Ia mengatakan perkembangan pariwisata di Indonesia tak lepas dari peran berbagai moda transportasi. Menurutnya, moda transportasi di daerah pariwisata, khususnya Bali harus terintegrasi agar mampu memberikan nilai tambah untuk pariwisata nasional.

“Moda transportasi di Bali harus saling melengkapi dan memenuhi kebutuhan wisatawan yang akan berkunjung ke Bali dan juga mobilitas sehari-hari masyarakat,” sebutnya.

Baca juga:  Cuaca Buruk, Pelabuhan Tribuana Kusamba Ditutup Sementara

Ia menjelaskan transportasi bukan lagi sekedar sarana perpindahan dari satu tempat ke tempat lain, tetapi telah menjadi bagian integral dari pengalaman wisata itu sendiri. Studi Poltekpar Bali menunjukkan bahwa transportasi yang nyaman, aman, dan mudah diakses sangat mendukung pengalaman perjalanan yang seamless dan menyenangkan. Hal ini menjadi lebih penting bagi wisatawan dengan kebutuhan khusus, seperti solo female travelers dan wisatawan dengan disabilitas, yang memerlukan aksesibilitas dan keamanan yang lebih baik.

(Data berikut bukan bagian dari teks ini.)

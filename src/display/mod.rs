// Display module - Presenter-side types for painting the guest output
//
// This module provides:
// - DisplayConfig (effect selection and tuning for the paint path)
// - Persisted token mapping for the effect enums
// - Guest output framebuffer
// - Presenter (wgpu surface + blit pipeline)
// - Overlay drawer (egui over the guest output)
// - Platform window wrapper

pub mod config;
pub mod output;
pub mod overlay;
pub mod presenter;
pub mod tokens;
pub mod window;

pub use config::{AntialiasEffect, DisplayConfig, ScalingEffect};
pub use output::{GuestOutput, GUEST_HEIGHT, GUEST_WIDTH};
pub use overlay::{OverlayDrawer, OverlayFrame, OverlayRenderer};
pub use presenter::{Presenter, SurfaceInitError};
pub use window::PlatformWindow;
// Effect token mapping - persisted string tokens for the effect enums
//
// Each enum has a single ordered table of (value, token, is_default)
// entries that serves both the encode and the decode direction, so the
// two directions cannot drift apart.

use super::config::{AntialiasEffect, ScalingEffect};

/// One row of a token table.
struct TokenEntry<E: Copy> {
    value: E,
    token: &'static str,
    is_default: bool,
}

const SCALING_TOKENS: &[TokenEntry<ScalingEffect>] = &[
    TokenEntry {
        value: ScalingEffect::Bilinear,
        token: "",
        is_default: true,
    },
    TokenEntry {
        value: ScalingEffect::Cas,
        token: "cas",
        is_default: false,
    },
    TokenEntry {
        value: ScalingEffect::Fsr,
        token: "fsr",
        is_default: false,
    },
];

const ANTIALIAS_TOKENS: &[TokenEntry<AntialiasEffect>] = &[
    TokenEntry {
        value: AntialiasEffect::None,
        token: "",
        is_default: true,
    },
    TokenEntry {
        value: AntialiasEffect::Fxaa,
        token: "fxaa",
        is_default: false,
    },
    TokenEntry {
        value: AntialiasEffect::FxaaExtreme,
        token: "fxaa_extreme",
        is_default: false,
    },
];

/// Decode a persisted token. Unrecognized or malformed tokens yield the
/// table's default value; decoding never fails.
fn decode<E: Copy + PartialEq>(table: &[TokenEntry<E>], token: &str) -> E {
    table
        .iter()
        .find(|entry| !entry.is_default && entry.token == token)
        .or_else(|| table.iter().find(|entry| entry.is_default))
        .map(|entry| entry.value)
        .expect("token table has a default entry")
}

/// Encode a value to its persisted token. The default value encodes to
/// the empty token so the store need not carry a value for it.
fn encode<E: Copy + PartialEq>(table: &[TokenEntry<E>], value: E) -> &'static str {
    table
        .iter()
        .find(|entry| entry.value == value)
        .map(|entry| if entry.is_default { "" } else { entry.token })
        .expect("token table covers every enum value")
}

impl ScalingEffect {
    /// Parse a persisted token, defaulting to [`ScalingEffect::Bilinear`].
    pub fn from_token(token: &str) -> Self {
        decode(SCALING_TOKENS, token)
    }

    /// The token persisted for this value.
    pub fn token(self) -> &'static str {
        encode(SCALING_TOKENS, self)
    }
}

impl AntialiasEffect {
    /// Parse a persisted token, defaulting to [`AntialiasEffect::None`].
    pub fn from_token(token: &str) -> Self {
        decode(ANTIALIAS_TOKENS, token)
    }

    /// The token persisted for this value.
    pub fn token(self) -> &'static str {
        encode(ANTIALIAS_TOKENS, self)
    }
}

#[cfg(test)]
mod tests {
    use super::*;

    #[test]
    fn test_scaling_round_trip() {
        for effect in [
            ScalingEffect::Bilinear,
            ScalingEffect::Cas,
            ScalingEffect::Fsr,
        ] {
            assert_eq!(ScalingEffect::from_token(effect.token()), effect);
        }
    }

    #[test]
    fn test_antialias_round_trip() {
        for effect in [
            AntialiasEffect::None,
            AntialiasEffect::Fxaa,
            AntialiasEffect::FxaaExtreme,
        ] {
            assert_eq!(AntialiasEffect::from_token(effect.token()), effect);
        }
    }

    #[test]
    fn test_default_encodes_empty() {
        assert_eq!(ScalingEffect::Bilinear.token(), "");
        assert_eq!(AntialiasEffect::None.token(), "");
    }

    #[test]
    fn test_unrecognized_tokens_decode_to_default() {
        for token in ["", "bilinear", "none", "CAS", "fsr2", "garbage", " fsr"] {
            assert_eq!(ScalingEffect::from_token(token), ScalingEffect::Bilinear);
        }
        for token in ["", "FXAA", "fxaa-extreme", "smaa", "what"] {
            assert_eq!(AntialiasEffect::from_token(token), AntialiasEffect::None);
        }
    }

    #[test]
    fn test_known_tokens_decode() {
        assert_eq!(ScalingEffect::from_token("cas"), ScalingEffect::Cas);
        assert_eq!(ScalingEffect::from_token("fsr"), ScalingEffect::Fsr);
        assert_eq!(AntialiasEffect::from_token("fxaa"), AntialiasEffect::Fxaa);
        assert_eq!(
            AntialiasEffect::from_token("fxaa_extreme"),
            AntialiasEffect::FxaaExtreme
        );
    }
}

“Oleh karena itu, transportasi tidak hanya tentang mobilitas, tetapi juga tentang destination inclusivity providing accessible and available options for everyone,” jelasnya.

Dicontohkannya, transportasi online sangat cocok untuk wisatawan yang mengutamakan kenyamanan dan efisiensi. Sementara, transportasi lokal memberikan pengalaman yang lebih otentik dan lebih private bagi wisatawan. Sedangkan, transportasi umum menjadi pilihan bagi wisatawan dengan anggaran terbatas dan ekonomis.

Baca juga:  Cegah Mpox, Pemeriksaan Delegasi IAF Ditingkatkan

“Dengan adanya integrasi dan keterhubungan antar moda transportasi, wisatawan memiliki lebih banyak pilihan yang dapat disesuaikan dengan preferensi dan kebutuhan perjalanan mereka,” ujar Diah.

Selain itu, lanjutnya, preferensi wisatawan muda yang berkunjung ke Bali memiliki karakter yang sangat dinamis dan tidak terpola secara konvensional. Mereka cenderung fleksibel dalam menentukan tujuan perjalanan, sering kali dipengaruhi oleh tren seperti FOMO (Fear of Missing Out), tempat yang instagrammable, dan hidden gems.

Baca juga:  Bersamaan Arus Mudik, Bandara Ngurah Rai Tutup Saat Nyepi

Faktor-faktor tersebut mendorong mereka untuk mengeksplorasi berbagai lokasi yang sedang populer, bahkan yang tersembunyi atau belum terkenal. Oleh karena itu, pola mobilitas mereka sering kali tidak terstruktur dan sangat fleksibel karena bergantung pada rekomendasi real-time dari media sosial serta komunitas digital.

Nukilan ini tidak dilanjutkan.